Moreover, it was not the specific case of the prosecution to that effect. It was the bounden duty of the prosecution to prove its case by proving the ingredients of Section 13(1)(d) of PC Act which it has failed to do so. That the prosecution has also failed to make out a case that the appellant - A-1 had committed criminal misconduct by extending any pecuniary advantage to A-2 by corrupt or illegal means as a public servant in terms of Section 13(1)(d)(iii) of PC Act. It is also contended that once the appellant - A-1 along with A-2 was acquitted for the offence under Section 120-B read with Section 420 IPC, he ought to have been acquitted for the offence under Section 13(1)(d) read with Section 13(2) of PC Act since it was stated to be a sequel to the charge under Section 120-B read with 420 IPC, and the trial Court has come to an erroneous conclusion by not appreciating the evidence of the prosecution witnesses and other material on record in proper perspective and erroneously held that the appellant - A-1 was guilty of the offence under Section 13(1)(d) read with Section 13(2) of PC Act, and, as such, the same is liable to be set aside. 12. The prosecution has taken this Court through the charge sheet against the appellants – A-1 and A-2 for the offences under Sections 120-B, 420 IPC and 13(1) (d) read with 13(2) of PC Act, which is to the effect that appellant - A-1 being Branch Manager of the Bank during July 1994 and October 1996, in furtherance of conspiracy with A-2, proprietor of M/s. Sai Krupa Enterprises has cheated the Bank by committing an act of criminal misconduct, by discounting two cheques of Rs.75,000/- each and thereby, caused pecuniary gain (wrongful gain) to A-2 and wrongful loss to the Bank to the tune of the amount covered under the said two cheques in question i.e., Rs.1,50,000/-. 13.

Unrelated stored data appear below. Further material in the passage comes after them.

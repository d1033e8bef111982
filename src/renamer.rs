use std::path::{Path, PathBuf};

use anyhow::{bail, Context, Result};

use ytmusic_dl::models::Track;

/// Replace characters the filesystem rejects with `_`.
pub fn sanitize_filename(s: &str) -> String {
    s.chars()
        .map(|c| {
            if c == '/' || c == '\0' {
                return '_';
            }
            if cfg!(target_os = "windows") {
                if matches!(c, '\\' | ':' | '*' | '?' | '"' | '<' | '>' | '|') {
                    return '_';
                }
                if c.is_ascii_control() {
                    return '_';
                }
            }
            if cfg!(target_os = "macos") && c == ':' {
                return '_';
            }
            c
        })
        .collect()
}

/// `"{artist} - {title}.mp3"`. A catalog title `"{track} - {artist}"` is
/// flipped to `"{artist} - {track}"`, and a title already starting with
/// `"{artist} - "` is used as is. Without an artist only the title is used.
pub fn build_filename(track: &Track) -> Option<String> {
    let title = track.title.trim();
    if title.is_empty() {
        return None;
    }
    let artist = track.artist.trim();
    if artist.is_empty() || title.starts_with(&format!("{} - ", artist)) {
        return Some(format!("{}.mp3", sanitize_filename(title)));
    }
    let title = title
        .strip_suffix(artist)
        .and_then(|rest| rest.strip_suffix(" - "))
        .map(str::trim)
        .filter(|rest| !rest.is_empty())
        .unwrap_or(title);
    Some(format!(
        "{} - {}.mp3",
        sanitize_filename(artist),
        sanitize_filename(title)
    ))
}

/// Move a downloaded file into `dir` under its track name.
/// Refuses to overwrite an existing file.
pub fn move_into(src: &Path, dir: &Path, track: &Track) -> Result<PathBuf> {
    let Some(new_name) = build_filename(track) else {
        bail!("track has no title");
    };

    std::fs::create_dir_all(dir)
        .with_context(|| format!("cannot create {}", dir.display()))?;
    let dest = dir.join(&new_name);

    if dest.exists() {
        bail!("file already exists: {}", dest.display());
    }

    // rename fails across filesystems; fall back to copy + remove
    if std::fs::rename(src, &dest).is_err() {
        std::fs::copy(src, &dest)
            .with_context(|| format!("cannot copy to {}", dest.display()))?;
        std::fs::remove_file(src)?;
    }
    Ok(dest)
}
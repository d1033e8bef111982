pub mod fetcher;
pub mod parser;
pub mod pipeline;
pub mod resolver;
pub mod tagger;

13. That A-2 was having current account bearing No.CA/OD/2002 with the Bank; that wife of A-2 had issued the said two cheques for Rs.75,000/- each in favour of M/s. Sai Krupa Enterprises drawn on State Bank of India, Ganapavaram Branch at the behest of A-2and the appellant - A-1 purchased the said two cheques amounting to Rs.1,50,000/- knowing that there was no outstanding balance in the account of the wife of A-2; that after discounting, the proceeds of the cheques were deposited into the current account of A-2. 14. That both the cheques dated 19-09-1995 bearing Nos.147560 and 147599 respectively were issued in favour of M/s. Sai Krupa Enterprises drawn on State Bank of India, Ganapavaram branch; that appellant - A-1 has purchased the said two cheques transgressing his discretionary powers of purchase as per HOC 87 of 1987 and sent them for collection to the State Bank of India, Ganapavaram Branch, after giving credit to the account of A-2, proprietor of M/s. Sai Krupa Enterprises; that as per the said circular HOC 87 of 1987, the appellant - A-1 as Branch Manager of the Bank is empowered to purchase third party cheques up to Rs.50,000/- only. 15. That when the said cheques were presented for payment, returned un-paid by the State Bank of India, Ganapavaram Branch vide cheque return memo dated 10-10-1995, since there were no sufficient funds in the SB account (P-21/5038) of wife of A-2; that after receiving the cheque return memo along with two cheques, appellant - A-1 kept those cheques in his custody from 10-10-1995 to 01-12-1995 i.e., for two months, without informing A-2 and deliberately omitted to debit the amount to the account of A-2 (CA/OD/202) and did not initiate any action against A-2 and thereby misled the Bank. 16. That on 05-12-1995, the cheque purchased account was credited and debit was wrongly posted to a third party account bearing No.CC1-44 belonging to one M/s. Shanmukha Marketing Agency at the instance of the appellant - A-1, thereby misled the Bank by debiting Rs.1,50,578/- to a third party’s account (CC 1-44) belonging to M/s. Shanmukha Marketing Agency instead of debiting the account bearing No.CA/OD/202 of A-2, M/s. Sai Krupa Enterprises,and that the said fact was not even informed to M/s. Shanmukha Marketing Agency. 17.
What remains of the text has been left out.